Son of the Mob 2: Hollywood Hustle
- Author: Gordon Korman
- Language: English
- Genre: Young adult literature, college students
- Publisher: Hyperion
- Publication date: 2004
- Publication place: United States
- Media type: Print (Hardcover)
- Pages: 268p
- ISBN: 9780786809189
- OCLC: 54677572
- LC Class: PZ7.K8369 Sp 2004
- Preceded by: Son of the Mob

= Son of the Mob 2: Hollywood Hustle =

Book written by Gordon Korman

Son of the Mob 2: Hollywood Hustle is a book written by Canadian author Gordon Korman in 2004. It is a sequel of Son of the Mob, written two years previously in 2002.

==Plot==
Set approximately two years after the first book, Vincent Luca drives to university in California, accompanied by best friend Alex Tarkanian and girlfriend Kendra Bightly. During a rest stop in an Illinois motel, Vincent discovers his suitcase to be packed with a rough $3,000,000 instead of his own property. In a cross country phone call later on, Vince's older brother Tommy reveals that his suitcase was switched out with the cash due to the FBI searching for it. He also arranges for "Uncle Bignose", one of the Luca's men, to pick up the suitcase at the Kansas City International Airport, which is done with some confusion as well as an accidental carjack. The trio continue their trip to California, dropping Alex off at college in Vegas, and Kendra at the Burrel Music Academy in Los Angeles, before making his way to the University of Santa Monica.

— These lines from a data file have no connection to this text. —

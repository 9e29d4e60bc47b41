use sqlx::{Pool, Postgres, Sqlite};

// Types
#[derive(Clone, Debug)]
pub struct SqliteDataStore {
    pub(super) pool: sqlx::SqlitePool,
}

#[derive(Clone, Debug)]
pub struct PostgresDataStore {
    pub(super) pool: sqlx::PgPool,
}

impl SqliteDataStore {
    pub fn new(pool: sqlx::SqlitePool) -> Self {
        Self { pool }
    }
}

impl PostgresDataStore {
    pub fn new(pool: sqlx::PgPool) -> Self {
        Self { pool }
    }
}

// Trait
pub trait DataStore: Send + Sync + std::fmt::Debug {
    fn as_sqlite(&self) -> Option<&Pool<Sqlite>>;
    fn as_postgres(&self) -> Option<&Pool<Postgres>>;
}

// Store implementations
impl DataStore for SqliteDataStore {
    fn as_sqlite(&self) -> Option<&Pool<Sqlite>> {
        Some(&self.pool)
    }

    fn as_postgres(&self) -> Option<&Pool<Postgres>> {
        None
    }
}

impl DataStore for PostgresDataStore {
    fn as_sqlite(&self) -> Option<&Pool<Sqlite>> {
        None
    }

    fn as_postgres(&self) -> Option<&Pool<Postgres>> {
        Some(&self.pool)
    }
}
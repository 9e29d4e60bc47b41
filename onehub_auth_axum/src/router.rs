//! Router for the login endpoints

use std::sync::Arc;

use axum::Router;
use tower_http::LatencyUnit;
use tower_http::trace::{DefaultMakeSpan, DefaultOnRequest, DefaultOnResponse, TraceLayer};
use tracing::Level;

use onehub_auth::AuthFlowController;

/// Create the router for the login endpoints
///
/// Mount it under the route prefix the reverse proxy forwards, e.g. `/api/auth`:
/// - `GET {prefix}/login/google` starts a login
/// - `GET {prefix}/callback/google` receives the provider's redirect
///
/// Request headers are not recorded in spans since they carry the session and state cookies.
pub fn auth_router(controller: Arc<AuthFlowController>) -> Router {
    auth_router_no_trace(controller).layer(
        TraceLayer::new_for_http()
            .make_span_with(DefaultMakeSpan::new().level(Level::INFO))
            .on_request(DefaultOnRequest::new().level(Level::INFO))
            .on_response(
                DefaultOnResponse::new()
                    .level(Level::INFO)
                    .latency_unit(LatencyUnit::Millis),
            ),
    )
}

/// Mount [`auth_router`] on `app` under `route_prefix`.
///
/// Trailing slashes are ignored, and an empty or `/` prefix serves the login
/// endpoints at the root.
pub fn mount_auth_router(
    app: Router,
    route_prefix: &str,
    controller: Arc<AuthFlowController>,
) -> Router {
    match normalize_prefix(route_prefix) {
        Some(prefix) => app.nest(&prefix, auth_router(controller)),
        None => app.merge(auth_router(controller)),
    }
}

fn normalize_prefix(route_prefix: &str) -> Option<String> {
    let trimmed = route_prefix.trim().trim_matches('/');
    if trimmed.is_empty() {
        None
    } else {
        Some(format!("/{trimmed}"))
    }
}

/// Same as [`auth_router`] without the HTTP tracing middleware.
pub fn auth_router_no_trace(controller: Arc<AuthFlowController>) -> Router {
    super::oauth2::router().with_state(controller)
}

While settling into his dorm, Vincent meets his enthusiastic roommate Trey Sutter, as well as other neighbours and Trey's congressman father William Sutter. Trey also starts dating the fascinating senior Willow Danziger, who then invites them to a fraternity party. While buying new clothing, due to the fact that the FBI had confiscated Vince's suitcase believing it to contain the cash, Trey is revealed to be a kleptomaniac.

On his first day of university, Vincent meets a fellow student neighbour of his in film production class; P. Richard Shapiro, a snobby student who plans to go above and beyond with his production, bringing out the worst of Vince. The same day, when Richard begins his search for cast members, Vince stupidly gives him Kendra's number. Kendra later accepts a role in Richards musical, much to Vince's annoyance. That same night, at the fraternity, Trey is quickly accepted by the brothers but Vince is barred from premises due to his act of dumping a beer on their half-century old rubber tree, Stedman.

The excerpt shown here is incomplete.